Stage: 4 Challenge Level: Challenge Level:3 Challenge Level:3 Challenge Level:3

Why do this problem

This problem provides an opportunity to consider properties of quadrilaterals and circle theorems while investigating the unfamiliar and intriguing idea of bicentric quadrilaterals.

Possible approach

First, try the problem Circles in Quadrilaterals. For learners who are unfamiliar with the properties of cyclic quadrilaterals, the problems Triangles in Circles and Pegboard Quads can be used to investigate.

Explain that a bicentric quadrilateral is both cyclic and tangential, so a circle can be drawn inside it just touching each side, and another circle (not necessarily with the same centre) can be drawn around it just touching each vertex. Ask learners to sketch examples of bicentric quadrilaterals, and encourage them to share ideas in pairs about how to identify which quadrilaterals are bicentric.

Bring the class together for discussion of their ideas. One hint for finding bicentric quadrilaterals is to start with a tangential one and make it also cyclic, or vice versa. Experimenting with a dynamic geometry package such as Geogebra can give some insight into the properties of these quadrilaterals.

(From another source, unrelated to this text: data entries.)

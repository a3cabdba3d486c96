// SPDX-License-Identifier: PMPL-1.0-or-later
// Copyright (c) 2026 Jonathan D.A. Jewell (hyperpolymath) <jonathan.jewell@open.ac.uk>
//
// Render option types: page size, margins, fonts, encoding, and their
// partial (override) counterparts.

use std::fmt;
use std::str::FromStr;

use serde::{Deserialize, Serialize};
use serde_json::{Map, Value};

use crate::error::{FolioError, Result};
use crate::fonts::{FontData, FontFiles};
use crate::merge::{Merge, merge_maps, merge_objects};

/// Standard paper formats.
#[derive(Debug, Clone, Copy, PartialEq, Eq)]
pub enum PaperFormat {
    A3,
    A4,
    A5,
    Letter,
    Legal,
    Tabloid,
    Custom { width_mm: u32, height_mm: u32 },
}

impl PaperFormat {
    /// Portrait dimensions in millimetres (width, height).
    pub fn dimensions_mm(&self) -> (u32, u32) {
        match self {
            Self::A3 => (297, 420),
            Self::A4 => (210, 297),
            Self::A5 => (148, 210),
            Self::Letter => (216, 279),
            Self::Legal => (216, 356),
            Self::Tabloid => (279, 432),
            Self::Custom {
                width_mm,
                height_mm,
            } => (*width_mm, *height_mm),
        }
    }
}

impl fmt::Display for PaperFormat {
    fn fmt(&self, f: &mut fmt::Formatter<'_>) -> fmt::Result {
        match self {
            Self::A3 => f.write_str("A3"),
            Self::A4 => f.write_str("A4"),
            Self::A5 => f.write_str("A5"),
            Self::Letter => f.write_str("Letter"),
            Self::Legal => f.write_str("Legal"),
            Self::Tabloid => f.write_str("Tabloid"),
            Self::Custom {
                width_mm,
                height_mm,
            } => write!(f, "{width_mm}x{height_mm}"),
        }
    }
}

impl FromStr for PaperFormat {
    type Err = FolioError;

    fn from_str(s: &str) -> Result<Self> {
        let format = match s.to_ascii_lowercase().as_str() {
            "a3" => Self::A3,
            "a4" => Self::A4,
            "a5" => Self::A5,
            "letter" => Self::Letter,
            "legal" => Self::Legal,
            "tabloid" => Self::Tabloid,
            other => {
                let (w, h) = other
                    .split_once('x')
                    .ok_or_else(|| FolioError::InvalidPageSize(s.to_string()))?;
                let parse = |v: &str| {
                    v.trim()
                        .parse::<u32>()
                        .ok()
                        .filter(|mm| *mm > 0)
                        .ok_or_else(|| FolioError::InvalidPageSize(s.to_string()))
                };
                Self::Custom {
                    width_mm: parse(w)?,
                    height_mm: parse(h)?,
                }
            }
        };
        Ok(format)
    }
}

#[derive(Debug, Clone, Copy, PartialEq, Eq, Default)]
pub enum Orientation {
    #[default]
    Portrait,
    Landscape,
}

/// Page format plus orientation.
///
/// The string form follows PDF engine conventions: `A4`, `A4-L`, `Letter-P`,
/// or a custom `210x297` size in millimetres with the same optional suffix.
#[derive(Debug, Clone, Copy, PartialEq, Eq, Serialize, Deserialize)]
#[serde(try_from = "String", into = "String")]
pub struct PageSize {
    pub format: PaperFormat,
    pub orientation: Orientation,
}

impl PageSize {
    pub fn new(format: PaperFormat, orientation: Orientation) -> Self {
        Self {
            format,
            orientation,
        }
    }

    pub fn portrait(format: PaperFormat) -> Self {
        Self::new(format, Orientation::Portrait)
    }

    pub fn landscape(format: PaperFormat) -> Self {
        Self::new(format, Orientation::Landscape)
    }

    /// Oriented dimensions in millimetres (width, height).
    pub fn dimensions_mm(&self) -> (u32, u32) {
        let (w, h) = self.format.dimensions_mm();
        match self.orientation {
            Orientation::Portrait => (w, h),
            Orientation::Landscape => (h, w),
        }
    }

    /// Value for a CSS `@page { size: ... }` declaration.
    pub fn css_size(&self) -> String {
        let (w, h) = self.dimensions_mm();
        format!("{w}mm {h}mm")
    }
}

impl Default for PageSize {
    fn default() -> Self {
        Self::portrait(PaperFormat::A4)
    }
}

impl fmt::Display for PageSize {
    fn fmt(&self, f: &mut fmt::Formatter<'_>) -> fmt::Result {
        match self.orientation {
            Orientation::Portrait => write!(f, "{}", self.format),
            Orientation::Landscape => write!(f, "{}-L", self.format),
        }
    }
}

impl FromStr for PageSize {
    type Err = FolioError;

    fn from_str(s: &str) -> Result<Self> {
        let trimmed = s.trim();
        let (format, orientation) = match trimmed.rsplit_once('-') {
            Some((format, "L" | "l")) => (format, Orientation::Landscape),
            Some((format, "P" | "p")) => (format, Orientation::Portrait),
            Some(_) => return Err(FolioError::InvalidPageSize(s.to_string())),
            None => (trimmed, Orientation::Portrait),
        };
        let format = format
            .parse::<PaperFormat>()
            .map_err(|_| FolioError::InvalidPageSize(s.to_string()))?;
        Ok(Self::new(format, orientation))
    }
}

impl TryFrom<String> for PageSize {
    type Error = FolioError;

    fn try_from(value: String) -> Result<Self> {
        value.parse()
    }
}

impl From<PageSize> for String {
    fn from(value: PageSize) -> Self {
        value.to_string()
    }
}

/// Page margins in millimetres.
#[derive(Debug, Clone, Copy, PartialEq, Default, Serialize, Deserialize)]
#[serde(deny_unknown_fields)]
pub struct Margin {
    pub left: f32,
    pub right: f32,
    pub top: f32,
    pub bottom: f32,
}

impl Margin {
    pub fn uniform(mm: f32) -> Self {
        Self {
            left: mm,
            right: mm,
            top: mm,
            bottom: mm,
        }
    }
}

/// Margin edges to replace; unset edges keep their base value.
#[derive(Debug, Clone, Copy, PartialEq, Default, Serialize, Deserialize)]
#[serde(default, deny_unknown_fields)]
pub struct MarginOverride {
    #[serde(skip_serializing_if = "Option::is_none")]
    pub left: Option<f32>,
    #[serde(skip_serializing_if = "Option::is_none")]
    pub right: Option<f32>,
    #[serde(skip_serializing_if = "Option::is_none")]
    pub top: Option<f32>,
    #[serde(skip_serializing_if = "Option::is_none")]
    pub bottom: Option<f32>,
}

impl MarginOverride {
    fn edges(&self) -> [Option<f32>; 4] {
        [self.left, self.right, self.top, self.bottom]
    }
}

impl From<Margin> for MarginOverride {
    fn from(m: Margin) -> Self {
        Self {
            left: Some(m.left),
            right: Some(m.right),
            top: Some(m.top),
            bottom: Some(m.bottom),
        }
    }
}

impl Merge<MarginOverride> for Margin {
    fn merge(&self, overrides: &MarginOverride) -> Margin {
        Margin {
            left: overrides.left.unwrap_or(self.left),
            right: overrides.right.unwrap_or(self.right),
            top: overrides.top.unwrap_or(self.top),
            bottom: overrides.bottom.unwrap_or(self.bottom),
        }
    }
}

/// Complete render options for a theme or a single document.
#[derive(Debug, Clone, PartialEq, Serialize, Deserialize)]
#[serde(rename_all = "camelCase", deny_unknown_fields)]
pub struct Options {
    pub encoding: String,
    pub fonts: FontData,
    pub image_dpi: u32,
    pub page_size: PageSize,
    pub margin: Margin,
    /// Engine-specific settings passed through untouched.
    #[serde(default, skip_serializing_if = "Map::is_empty")]
    pub extra: Map<String, Value>,
}

impl Default for Options {
    fn default() -> Self {
        Self {
            encoding: "utf-8".to_string(),
            fonts: FontData::new(),
            image_dpi: 120,
            page_size: PageSize::default(),
            margin: Margin::default(),
            extra: Map::new(),
        }
    }
}

impl Merge<OptionsOverride> for Options {
    fn merge(&self, overrides: &OptionsOverride) -> Options {
        Options {
            encoding: overrides
                .encoding
                .clone()
                .unwrap_or_else(|| self.encoding.clone()),
            fonts: match &overrides.fonts {
                Some(fonts) => merge_maps(&self.fonts, fonts),
                None => self.fonts.clone(),
            },
            image_dpi: overrides.image_dpi.unwrap_or(self.image_dpi),
            page_size: overrides.page_size.unwrap_or(self.page_size),
            margin: match &overrides.margin {
                Some(margin) => self.margin.merge(margin),
                None => self.margin,
            },
            extra: match &overrides.extra {
                Some(extra) => merge_objects(&self.extra, extra),
                None => self.extra.clone(),
            },
        }
    }
}

/// A partial [`Options`] layer: theme setup or per-call overrides.
#[derive(Debug, Clone, Default, PartialEq, Serialize, Deserialize)]
#[serde(rename_all = "camelCase", default, deny_unknown_fields)]
pub struct OptionsOverride {
    #[serde(skip_serializing_if = "Option::is_none")]
    pub encoding: Option<String>,
    #[serde(skip_serializing_if = "Option::is_none")]
    pub fonts: Option<FontData>,
    #[serde(skip_serializing_if = "Option::is_none")]
    pub image_dpi: Option<u32>,
    #[serde(skip_serializing_if = "Option::is_none")]
    pub page_size: Option<PageSize>,
    #[serde(skip_serializing_if = "Option::is_none")]
    pub margin: Option<MarginOverride>,
    #[serde(skip_serializing_if = "Option::is_none")]
    pub extra: Option<Map<String, Value>>,
}

impl OptionsOverride {
    pub fn new() -> Self {
        Self::default()
    }

    /// Parse and validate an override layer from JSON.
    pub fn from_value(value: Value) -> Result<Self> {
        let overrides: Self = serde_json::from_value(value)
            .map_err(|err| FolioError::InvalidOptions(err.to_string()))?;
        overrides.validate()?;
        Ok(overrides)
    }

    /// Parse and validate an override layer from a JSON string.
    pub fn from_json_str(json: &str) -> Result<Self> {
        let value: Value = serde_json::from_str(json)
            .map_err(|err| FolioError::InvalidOptions(err.to_string()))?;
        Self::from_value(value)
    }

    /// Reject values no engine can honour.
    pub fn validate(&self) -> Result<()> {
        if let Some(encoding) = &self.encoding {
            if encoding.trim().is_empty() {
                return Err(FolioError::InvalidOptions("encoding must not be empty".into()));
            }
        }
        if self.image_dpi == Some(0) {
            return Err(FolioError::InvalidOptions("imageDpi must be positive".into()));
        }
        if let Some(margin) = &self.margin {
            if margin
                .edges()
                .into_iter()
                .flatten()
                .any(|mm| !mm.is_finite() || mm < 0.0)
            {
                return Err(FolioError::InvalidOptions(
                    "margins must be finite and non-negative".into(),
                ));
            }
        }
        Ok(())
    }

    /// True when merging this layer would change nothing.
    pub fn is_empty(&self) -> bool {
        self == &Self::default()
    }

    pub fn encoding(mut self, encoding: impl Into<String>) -> Self {
        self.encoding = Some(encoding.into());
        self
    }

    pub fn image_dpi(mut self, dpi: u32) -> Self {
        self.image_dpi = Some(dpi);
        self
    }

    pub fn page_size(mut self, page_size: PageSize) -> Self {
        self.page_size = Some(page_size);
        self
    }

    pub fn margin(mut self, margin: Margin) -> Self {
        self.margin = Some(margin.into());
        self
    }

    pub fn margin_left(mut self, mm: f32) -> Self {
        self.margin.get_or_insert_with(MarginOverride::default).left = Some(mm);
        self
    }

    pub fn margin_right(mut self, mm: f32) -> Self {
        self.margin.get_or_insert_with(MarginOverride::default).right = Some(mm);
        self
    }

    pub fn margin_top(mut self, mm: f32) -> Self {
        self.margin.get_or_insert_with(MarginOverride::default).top = Some(mm);
        self
    }

    pub fn margin_bottom(mut self, mm: f32) -> Self {
        self.margin.get_or_insert_with(MarginOverride::default).bottom = Some(mm);
        self
    }

    pub fn font(mut self, family: impl Into<String>, files: FontFiles) -> Self {
        self.fonts
            .get_or_insert_with(FontData::new)
            .insert(family.into(), files);
        self
    }

    pub fn extra(mut self, key: impl Into<String>, value: Value) -> Self {
        self.extra
            .get_or_insert_with(Map::new)
            .insert(key.into(), value);
        self
    }
}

Then give pairs or small groups time to construct some examples of bicentric quadrilaterals and calculate their areas. The areas can then be used to verify the area formula given for these cases.

Key questions

What properties must a quadrilateral have to be tangential?
What properties must a quadrilateral have to be cyclic?
Which quadrilaterals can be both tangential and cyclic at the same time?

Possible extension

Show that the area formula given will hold for specific types of quadrilateral such as squares and kites, given the constraint that they are bicentric. Proving the formula generally is extremely challenging!

Possible support

Try Triangles in Circles as a basis for investigating circle theorems.